# YOUR OBJECTIVE:
Could the data below be copied out in full, word for word?

MATERIAL FOR THE TASK below:

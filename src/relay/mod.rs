//! Relay controller: broker message in, paced carrier sends out
//!
//! Inbound payloads are decoded on the broker's delivery task and queued as
//! jobs. A single worker task drains the queue and talks to the carrier,
//! keeping at least `pacing` between any two consecutive sends so bursts
//! don't trip carrier rate limits. Nothing is ever acknowledged back to the
//! broker.

pub mod envelope;

use crate::broker::{MessageHandler, TOPIC};
use crate::carrier::CarrierGateway;
use crate::config::RelayConfig;
use chrono::{DateTime, Utc};
use std::panic::AssertUnwindSafe;
use std::sync::{Arc, Mutex};
use std::time::Duration;
use tokio::sync::mpsc::{self, error::TrySendError};
use tokio::task::JoinHandle;
use tokio::time::Instant;
use tracing::{debug, error, info, warn};

pub use envelope::{EnvelopeError, RelayEnvelope};

/// Outcome of one carrier send
#[derive(Debug, Clone, PartialEq, Eq)]
pub struct SegmentReport {
    pub destination: String,
    /// Zero-based position within the envelope's segment sequence
    pub index: usize,
    pub total: usize,
    pub error: Option<String>,
    pub sent_at: DateTime<Utc>,
}

impl SegmentReport {
    pub fn is_delivered(&self) -> bool {
        self.error.is_none()
    }
}

/// Told about every send attempt and every payload that could not be decoded.
///
/// Called from the relay worker and the broker delivery task respectively;
/// implementations must not block.
pub trait RelayObserver: Send + Sync + 'static {
    fn on_relayed(&self, _report: &SegmentReport) {}

    fn on_malformed(&self, _error: &EnvelopeError) {}
}

/// Writes relay outcomes to the log
#[derive(Debug, Default, Clone, Copy)]
pub struct LogObserver;

impl RelayObserver for LogObserver {
    fn on_relayed(&self, report: &SegmentReport) {
        match &report.error {
            None => info!(
                "SMS segment {}/{} sent to {}",
                report.index + 1,
                report.total,
                report.destination
            ),
            Some(e) => warn!(
                "SMS segment {}/{} to {} failed: {}",
                report.index + 1,
                report.total,
                report.destination,
                e
            ),
        }
    }
}

#[derive(Debug)]
struct RelayJob {
    destination: String,
    segments: Vec<String>,
}

pub struct RelayController {
    queue: mpsc::Sender<RelayJob>,
    worker: Mutex<Option<JoinHandle<()>>>,
    observer: Arc<dyn RelayObserver>,
    max_part_len: usize,
}

impl RelayController {
    /// Start the worker task. Must be called inside a tokio runtime.
    pub fn spawn(
        gateway: Arc<dyn CarrierGateway>,
        observer: Arc<dyn RelayObserver>,
        config: &RelayConfig,
    ) -> Arc<Self> {
        let (queue, rx) = mpsc::channel(config.queue_capacity.max(1));
        let max_part_len = gateway.max_part_len();
        let worker = tokio::spawn(run_worker(rx, gateway, observer.clone(), config.pacing()));

        Arc::new(Self {
            queue,
            worker: Mutex::new(Some(worker)),
            observer,
            max_part_len,
        })
    }

    /// Decode `payload` and queue it for sending
    pub fn relay(&self, payload: &[u8]) -> Result<(), EnvelopeError> {
        let envelope = match RelayEnvelope::decode(payload) {
            Ok(envelope) => envelope,
            Err(e) => {
                warn!("Dropping malformed relay envelope: {}", e);
                notify(|| self.observer.on_malformed(&e));
                return Err(e);
            }
        };

        let job = RelayJob {
            segments: envelope.segments(self.max_part_len),
            destination: envelope.phone_number,
        };
        debug!(
            "Queueing {} segment(s) for {}",
            job.segments.len(),
            job.destination
        );

        match self.queue.try_send(job) {
            Ok(()) => {}
            Err(TrySendError::Full(job)) => {
                warn!("Relay queue full, dropping message for {}", job.destination)
            }
            Err(TrySendError::Closed(job)) => {
                warn!("Relay stopped, dropping message for {}", job.destination)
            }
        }
        Ok(())
    }

    pub fn is_running(&self) -> bool {
        self.worker
            .lock()
            .map(|worker| worker.as_ref().is_some_and(|task| !task.is_finished()))
            .unwrap_or(false)
    }

    /// Abandon queued work and stop the worker. Never blocks.
    pub fn shutdown(&self) {
        if let Ok(mut worker) = self.worker.lock() {
            if let Some(task) = worker.take() {
                task.abort();
                info!("Relay worker stopped");
            }
        }
    }
}

impl MessageHandler for RelayController {
    fn on_message(&self, topic: &str, payload: &[u8]) {
        if topic != TOPIC {
            debug!("Ignoring message on {}", topic);
            return;
        }
        // Malformed payloads are already reported
        let _ = self.relay(payload);
    }
}

impl Drop for RelayController {
    fn drop(&mut self) {
        self.shutdown();
    }
}

/// Run an observer callback, containing any panic
fn notify(callback: impl FnOnce()) {
    if std::panic::catch_unwind(AssertUnwindSafe(callback)).is_err() {
        error!("Relay observer panicked");
    }
}

async fn run_worker(
    mut rx: mpsc::Receiver<RelayJob>,
    gateway: Arc<dyn CarrierGateway>,
    observer: Arc<dyn RelayObserver>,
    pacing: Duration,
) {
    let mut last_send: Option<Instant> = None;

    while let Some(job) = rx.recv().await {
        let total = job.segments.len();
        info!("Relaying {} segment(s) to {}", total, job.destination);

        for (index, segment) in job.segments.iter().enumerate() {
            if let Some(last) = last_send {
                tokio::time::sleep_until(last + pacing).await;
            }

            let outcome = gateway.send_segment(&job.destination, segment).await;
            last_send = Some(Instant::now());

            let report = SegmentReport {
                destination: job.destination.clone(),
                index,
                total,
                error: outcome.err().map(|e| e.to_string()),
                sent_at: Utc::now(),
            };
            if let Some(e) = &report.error {
                error!(
                    "Carrier send {}/{} to {} failed: {}",
                    index + 1,
                    total,
                    job.destination,
                    e
                );
            }
            notify(|| observer.on_relayed(&report));
        }
    }

    debug!("Relay queue closed, worker exiting");
}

End of MATERIAL FOR THE TASK.

# YOUR RESPONSE:
filename src/relay/mod.rs
//! Relay controller: broker message in, paced carrier sends out
//!
//! Inbound payloads are decoded on the broker's delivery task and queued as
//! jobs. A single worker task drains the queue and talks to the carrier,
//! keeping at least `pacing` between any two consecutive sends so bursts
//! don't trip carrier rate limits. Nothing is ever acknowledged back to the
//! broker.

pub mod envelope;

use crate::broker::{MessageHandler, TOPIC};
use crate::carrier::CarrierGateway;
use crate::config::RelayConfig;
use chrono::{DateTime, Utc};
use std::panic::AssertUnwindSafe;
use std::sync::{Arc, Mutex};
use std::time::Duration;
use tokio::sync::mpsc::{self, error::TrySendError};
use tokio::task::JoinHandle;
use tokio::time::Instant;
use tracing::{debug, error, info, warn};

pub use envelope::{EnvelopeError, RelayEnvelope};

/// Outcome of one carrier send
#[derive(Debug, Clone, PartialEq, Eq)]
pub struct SegmentReport {
    pub destination: String,
    /// Zero-based position within the envelope's segment sequence
    pub index: usize,
    pub total: usize,
    pub error: Option<String>,
    pub sent_at: DateTime<Utc>,
}

impl SegmentReport {
    pub fn is_delivered(&self) -> bool {
        self.error.is_none()
    }
}

/// Told about every send attempt and every payload that could not be decoded.
///
/// Called from the relay worker and the broker delivery task respectively;
/// implementations must not block.
pub trait RelayObserver: Send + Sync + 'static {
    fn on_relayed(&self, _report: &SegmentReport) {}

    fn on_malformed(&self, _error: &EnvelopeError) {}
}

/// Writes relay outcomes to the log
#[derive(Debug, Default, Clone, Copy)]
pub struct LogObserver;

impl RelayObserver for LogObserver {
    fn on_relayed(&self, report: &SegmentReport) {
        match &report.error {
            None => info!(
                "SMS segment {}/{} sent to {}",
                report.index + 1,
                report.total,
                report.destination
            ),
            Some(e) => warn!(
                "SMS segment {}/{} to {} failed: {}",
                report.index + 1,
                report.total,
                report.destination,
                e
            ),
        }
    }
}

#[derive(Debug)]
struct RelayJob {
    destination: String,
    segments: Vec<String>,
}

pub struct RelayController {
    queue: mpsc::Sender<RelayJob>,
    worker: Mutex<Option<JoinHandle<()>>>,
    observer: Arc<dyn RelayObserver>,
    max_part_len: usize,
}

impl RelayController {
    /// Start the worker task. Must be called inside a tokio runtime.
    pub fn spawn(
        gateway: Arc<dyn CarrierGateway>,
        observer: Arc<dyn RelayObserver>,
        config: &RelayConfig,
    ) -> Arc<Self> {
        let (queue, rx) = mpsc::channel(config.queue_capacity.max(1));
        let max_part_len = gateway.max_part_len();
        let worker = tokio::spawn(run_worker(rx, gateway, observer.clone(), config.pacing()));

        Arc::new(Self {
            queue,
            worker: Mutex::new(Some(worker)),
            observer,
            max_part_len,
        })
    }

    /// Decode `payload` and queue it for sending
    pub fn relay(&self, payload: &[u8]) -> Result<(), EnvelopeError> {
        let envelope = match RelayEnvelope::decode(payload) {
            Ok(envelope) => envelope,
            Err(e) => {
                warn!("Dropping malformed relay envelope: {}", e);
                notify(|| self.observer.on_malformed(&e));
                return Err(e);
            }
        };

        let job = RelayJob {
            segments: envelope.segments(self.max_part_len),
            destination: envelope.phone_number,
        };
        debug!(
            "Queueing {} segment(s) for {}",
            job.segments.len(),
            job.destination
        );

        match self.queue.try_send(job) {
            Ok(()) => {}
            Err(TrySendError::Full(job)) => {
                warn!("Relay queue full, dropping message for {}", job.destination)
            }
            Err(TrySendError::Closed(job)) => {
                warn!("Relay stopped, dropping message for {}", job.destination)
            }
        }
        Ok(())
    }

    pub fn is_running(&self) -> bool {
        self.worker
            .lock()
            .map(|worker| worker.as_ref().is_some_and(|task| !task.is_finished()))
            .unwrap_or(false)
    }

    /// Abandon queued work and stop the worker. Never blocks.
    pub fn shutdown(&self) {
        if let Ok(mut worker) = self.worker.lock() {
            if let Some(task) = worker.take() {
                task.abort();
                info!("Relay worker stopped");
            }
        }
    }
}

impl MessageHandler for RelayController {
    fn on_message(&self, topic: &str, payload: &[u8]) {
        if topic != TOPIC {
            debug!("Ignoring message on {}", topic);
            return;
        }
        // Malformed payloads are already reported
        let _ = self.relay(payload);
    }
}

impl Drop for RelayController {
    fn drop(&mut self) {
        self.shutdown();
    }
}

/// Run an observer callback, containing any panic
fn notify(callback: impl FnOnce()) {
    if std::panic::catch_unwind(AssertUnwindSafe(callback)).is_err() {
        error!("Relay observer panicked");
    }
}

async fn run_worker(
    mut rx: mpsc::Receiver<RelayJob>,
    gateway: Arc<dyn CarrierGateway>,
    observer: Arc<dyn RelayObserver>,
    pacing: Duration,
) {
    let mut last_send: Option<Instant> = None;

    while let Some(job) = rx.recv().await {
        let total = job.segments.len();
        info!("Relaying {} segment(s) to {}", total, job.destination);

        for (index, segment) in job.segments.iter().enumerate() {
            if let Some(last) = last_send {
                tokio::time::sleep_until(last + pacing).await;
            }

            let outcome = gateway.send_segment(&job.destination, segment).await;
            last_send = Some(Instant::now());

            let report = SegmentReport {
                destination: job.destination.clone(),
                index,
                total,
                error: outcome.err().map(|e| e.to_string()),
                sent_at: Utc::now(),
            };
            if let Some(e) = &report.error {
                error!(
                    "Carrier send {}/{} to {} failed: {}",
                    index + 1,
                    total,
                    job.destination,
                    e
                );
            }
            notify(|| observer.on_relayed(&report));
        }
    }

    debug!("Relay queue closed, worker exiting");
}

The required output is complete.